*RECORDS PROVIDED*
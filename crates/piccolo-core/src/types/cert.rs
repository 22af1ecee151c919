//! Certificate and distinguished-name facts.

use chrono::{DateTime, TimeZone, Utc};
use serde::{Deserialize, Serialize};

/// Content hash of a certificate's DER encoding (hex, SHA-1 in practice).
pub type CertHash = String;

/// Hash of a distinguished name.
pub type NameHash = String;

/// Returns true if `hash` is a non-empty hexadecimal string.
#[must_use]
pub fn is_hex_hash(hash: &str) -> bool {
    !hash.is_empty() && hash.bytes().all(|b| b.is_ascii_hexdigit())
}

/// An observed X.509 certificate. Immutable once recorded.
#[derive(Debug, Clone, PartialEq, Eq, Serialize, Deserialize)]
pub struct Certificate {
    /// Content hash, the global identity of the certificate
    pub hash: CertHash,
    /// X.509 version field
    #[serde(default)]
    pub version: u8,
    /// Serial number (hex)
    #[serde(default)]
    pub serial: String,
    /// Hash of the issuer distinguished name
    pub issuer_hash: NameHash,
    /// Hash of the subject distinguished name
    pub subject_hash: NameHash,
    /// Not valid before (epoch seconds)
    pub not_before: i64,
    /// Not valid after (epoch seconds)
    pub not_after: i64,
    /// Public key algorithm, e.g. `RSA`
    #[serde(default)]
    pub key_type: String,
    /// RSA modulus as hex, when `key_type` is `RSA`
    #[serde(default, skip_serializing_if = "Option::is_none")]
    pub rsa_modulus: Option<String>,
    /// RSA public exponent as hex
    #[serde(default, skip_serializing_if = "Option::is_none")]
    pub rsa_exponent: Option<String>,
    /// Basic constraints CA flag
    #[serde(default)]
    pub is_ca: bool,
}

impl Certificate {
    /// Key length in bits derived from the key material.
    ///
    /// RSA keys are measured on the hex modulus after dropping one leading
    /// `00` sign byte. Other key types report 0.
    #[must_use]
    pub fn key_len(&self) -> usize {
        if !self.key_type.eq_ignore_ascii_case("RSA") {
            return 0;
        }
        self.rsa_modulus.as_deref().map_or(0, |n| {
            let n = n.strip_prefix("00").unwrap_or(n);
            n.len() * 4
        })
    }

    /// Whether `timestamp` (epoch seconds) falls inside the validity interval.
    #[must_use]
    pub const fn valid_at(&self, timestamp: i64) -> bool {
        self.not_before <= timestamp && timestamp <= self.not_after
    }

    /// Not-before as a UTC datetime.
    #[must_use]
    pub fn not_before_utc(&self) -> DateTime<Utc> {
        epoch_to_utc(self.not_before)
    }

    /// Not-after as a UTC datetime.
    #[must_use]
    pub fn not_after_utc(&self) -> DateTime<Utc> {
        epoch_to_utc(self.not_after)
    }
}

/// A distinguished name, shared by every certificate with the same name hash.
#[derive(Debug, Clone, PartialEq, Eq, Serialize, Deserialize)]
pub struct DistinguishedName {
    /// Name hash
    pub hash: NameHash,
    /// Human-readable name
    pub name: String,
}

/// A name a certificate is valid for, e.g. its subject CN or a DNS
/// subjectAltName entry.
#[derive(Debug, Clone, PartialEq, Eq, PartialOrd, Ord, Serialize, Deserialize)]
pub struct CertName {
    /// Certificate carrying the name
    pub cert_hash: CertHash,
    /// Where the name comes from, e.g. `CN` or `DNS`
    #[serde(rename = "type")]
    pub name_type: String,
    /// The name itself
    pub name: String,
}

/// Convert epoch seconds to `DateTime<Utc>`, clamping out-of-range values to the epoch.
#[must_use]
pub fn epoch_to_utc(epoch: i64) -> DateTime<Utc> {
    Utc.timestamp_opt(epoch, 0).single().unwrap_or_default()
}

/// Render epoch seconds as `YYYY-MM-DD HH:MM:SS` (UTC).
#[must_use]
pub fn format_timestamp(epoch: i64) -> String {
    epoch_to_utc(epoch).format("%Y-%m-%d %H:%M:%S").to_string()
}

#[cfg(test)]
mod tests {
    use super::*;

    fn make_cert(key_type: &str, modulus: Option<&str>) -> Certificate {
        Certificate {
            hash: "aa".into(),
            version: 3,
            serial: "01".into(),
            issuer_hash: "i".into(),
            subject_hash: "s".into(),
            not_before: 1_000,
            not_after: 2_000,
            key_type: key_type.into(),
            rsa_modulus: modulus.map(Into::into),
            rsa_exponent: None,
            is_ca: false,
        }
    }

    #[test]
    fn rsa_key_len_strips_sign_byte() {
        let modulus = format!("00{}", "ab".repeat(256));
        assert_eq!(make_cert("RSA", Some(&modulus)).key_len(), 2048);
        assert_eq!(make_cert("RSA", Some(&"cd".repeat(128))).key_len(), 1024);
    }

    #[test]
    fn non_rsa_key_len_is_zero() {
        assert_eq!(make_cert("EC", Some("00ff")).key_len(), 0);
        assert_eq!(make_cert("RSA", None).key_len(), 0);
    }

    #[test]
    fn validity_bounds_are_inclusive() {
        let cert = make_cert("RSA", None);
        assert!(cert.valid_at(1_000));
        assert!(cert.valid_at(2_000));
        assert!(!cert.valid_at(999));
        assert!(!cert.valid_at(2_001));
    }

    #[test]
    fn hex_hash_syntax() {
        assert!(is_hex_hash("abc123"));
        assert!(is_hex_hash("DEADBEEF"));
        assert!(!is_hex_hash(""));
        assert!(!is_hex_hash("xyz"));
    }

    #[test]
    fn timestamps_render_in_utc() {
        assert_eq!(format_timestamp(0), "1970-01-01 00:00:00");
        assert_eq!(format_timestamp(1_400_000_000), "2014-05-13 16:53:20");
    }

    #[test]
    fn cert_name_type_uses_short_key() {
        let name: CertName =
            serde_json::from_str(r#"{"cert_hash": "aa", "type": "DNS", "name": "example.com"}"#)
                .unwrap();
        assert_eq!(name.name_type, "DNS");
        assert!(serde_json::to_string(&name).unwrap().contains(r#""type":"DNS""#));
    }
}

*EXERCISE OBJECTIVE*
If a line in the records has the word "bool", copy that line.

*RESULT BELOW*
pub fn is_hex_hash(hash: &str) -> bool {
    pub is_ca: bool,
    pub const fn valid_at(&self, timestamp: i64) -> bool {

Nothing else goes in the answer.